Now, this is where decentralized currency is absolutely needed. Because no one can shut it off. No one can restrict your access to your digital money as we have seen so prevalently with Covid-19 and the pandemic. By using Nano you have that right directly on your smartphone (and with an internet connection) to send, spend or save your money as you wish 24/7 365 days of the year. And linking back to the pandemic – there is a huge global money-printing problem which has only been exacerbated over the last 2 years – 40% of all US Dollars in existence were printed in the last 12 months – think about that for a second.

Nano Foundation

“By using Nano you have the right to send, spend or save your digital money as you wish, directly on your smartphone, 24/7 365 days of the year. No one can shut it off. No one can restrict your access”


However, on the other scale of governmental involvement you have El Salvador using Bitcoin as legal tender which is an unfortunate situation for multiple reasons, despite being a decentralized monetary network – Bitcoin is not fit for purpose for being a global currency (with huge settlement delays, cost and energy usage) and custodial wallets or other complicated solutions defeat the purpose of seamless digital money. The infrastructures put in place by the government currently only allow for batched transactions that are not ‘on-chain’ with the solution touted being a layer 2 solution – the lightning network – however the transactions per second limit of Bitcoin (7tps) will always remain the same.

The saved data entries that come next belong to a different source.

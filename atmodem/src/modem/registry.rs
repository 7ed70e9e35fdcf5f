//! Registry mapping modem models to driver factories.

use std::fmt;
use std::sync::Arc;

use indexmap::IndexMap;
use log::{debug, warn};

use super::vendors;
use super::{HANDSHAKE_COMMAND, IDENTIFY_COMMAND, ModemDriver};
use crate::channel::{AtChannel, Response};
use crate::error::{RegistryError, Result};

/// Creates a driver bound to the given AT channel.
pub type DriverFactory = Arc<dyn Fn(AtChannel) -> Box<dyn ModemDriver> + Send + Sync>;

/// Registry of driver factories keyed by model.
///
/// Keys are stored trimmed and upper-cased. An identification line resolves
/// to a key that equals it, or failing that, to a key it contains.
#[derive(Default, Clone)]
pub struct DriverRegistry {
    drivers: IndexMap<String, DriverFactory>,
}

impl DriverRegistry {
    /// Create a new empty registry.
    pub fn new() -> Self {
        Self {
            drivers: IndexMap::new(),
        }
    }

    /// Create a registry with the built-in drivers.
    pub fn with_defaults() -> Self {
        let mut registry = Self::new();
        registry.register(vendors::zte::MODEL, |at| {
            Box::new(vendors::zte::ZteMf710Driver::new(at))
        });
        registry
    }

    /// Register a driver factory for a model.
    ///
    /// Registering an existing model replaces its factory. A blank model is
    /// ignored.
    pub fn register<F>(&mut self, model: &str, factory: F)
    where
        F: Fn(AtChannel) -> Box<dyn ModemDriver> + Send + Sync + 'static,
    {
        self.register_factory(model, Arc::new(factory));
    }

    /// Register an already shared factory.
    pub fn register_factory(&mut self, model: &str, factory: DriverFactory) {
        let key = normalize_key(model);
        if key.is_empty() {
            warn!("ignoring driver registration with blank model");
            return;
        }
        debug!("registering driver for model {}", key);
        self.drivers.insert(key, factory);
    }

    /// Check if a model is registered.
    pub fn contains(&self, model: &str) -> bool {
        self.drivers.contains_key(&normalize_key(model))
    }

    /// List registered models in registration order.
    pub fn models(&self) -> impl Iterator<Item = &str> {
        self.drivers.keys().map(String::as_str)
    }

    pub fn len(&self) -> usize {
        self.drivers.len()
    }

    pub fn is_empty(&self) -> bool {
        self.drivers.is_empty()
    }

    /// Resolve a driver factory from identification response lines.
    ///
    /// The model line is the first line that is not blank, `OK` or the
    /// echoed `ATI`. An exact key match wins; otherwise the longest key
    /// contained in the model line is used, earliest registration first on
    /// equal length.
    pub fn resolve<S: AsRef<str>>(&self, lines: &[S]) -> Result<DriverFactory> {
        let model_line = model_line(lines).ok_or_else(|| RegistryError::UnresolvableModel {
            lines: lines.iter().map(|l| l.as_ref().to_string()).collect(),
        })?;
        let normalized = model_line.to_uppercase();

        if let Some(factory) = self.drivers.get(&normalized) {
            debug!("model {:?} matched driver {} exactly", model_line, normalized);
            return Ok(factory.clone());
        }

        let mut best: Option<(&String, &DriverFactory)> = None;
        for (key, factory) in &self.drivers {
            if normalized.contains(key.as_str()) && best.is_none_or(|(b, _)| key.len() > b.len()) {
                best = Some((key, factory));
            }
        }

        match best {
            Some((key, factory)) => {
                debug!("model {:?} matched driver {} by substring", model_line, key);
                Ok(factory.clone())
            }
            None => Err(RegistryError::NoDriverRegistered {
                model: model_line.to_string(),
            }
            .into()),
        }
    }

    /// Probe the modem with `AT` and `ATI`, then resolve its driver.
    pub async fn probe(&self, at: &mut AtChannel) -> Result<DriverFactory> {
        let handshake = at.send_command(HANDSHAKE_COMMAND).await;
        require_ok(HANDSHAKE_COMMAND, &handshake)?;

        let identity = at.send_command(IDENTIFY_COMMAND).await;
        require_ok(IDENTIFY_COMMAND, &identity)?;

        self.resolve(identity.lines())
    }
}

impl fmt::Debug for DriverRegistry {
    fn fmt(&self, f: &mut fmt::Formatter<'_>) -> fmt::Result {
        f.debug_struct("DriverRegistry")
            .field("models", &self.drivers.keys().collect::<Vec<_>>())
            .finish()
    }
}

fn normalize_key(model: &str) -> String {
    model.trim().to_uppercase()
}

fn model_line<S: AsRef<str>>(lines: &[S]) -> Option<&str> {
    lines.iter().map(|l| l.as_ref().trim()).find(|line| {
        !line.is_empty()
            && !line.eq_ignore_ascii_case("OK")
            && !line.eq_ignore_ascii_case(IDENTIFY_COMMAND)
    })
}

fn require_ok(command: &str, response: &Response) -> Result<()> {
    if response.is_ok() {
        return Ok(());
    }
    Err(RegistryError::ProbeFailed {
        command: command.to_string(),
        response: response.joined(" "),
    }
    .into())
}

In addition, with using the Lightning Network both sides of the transaction need to be online concurrently, without a disconnected party at the time of a transaction – that’s not digital money – especially in a country that in some areas, will not have the internet access & stability we so take for granted. Despite the El Salvador government making an interesting move to utilizing a decentralized monetary network and putting power in the hands of the people per se, the knock-on effect of poor understanding of appropriate technologies for specific purposes has meant that in this specific case, the poorest merchants from that country must legally accept Bitcoin without potentially being set up to do so.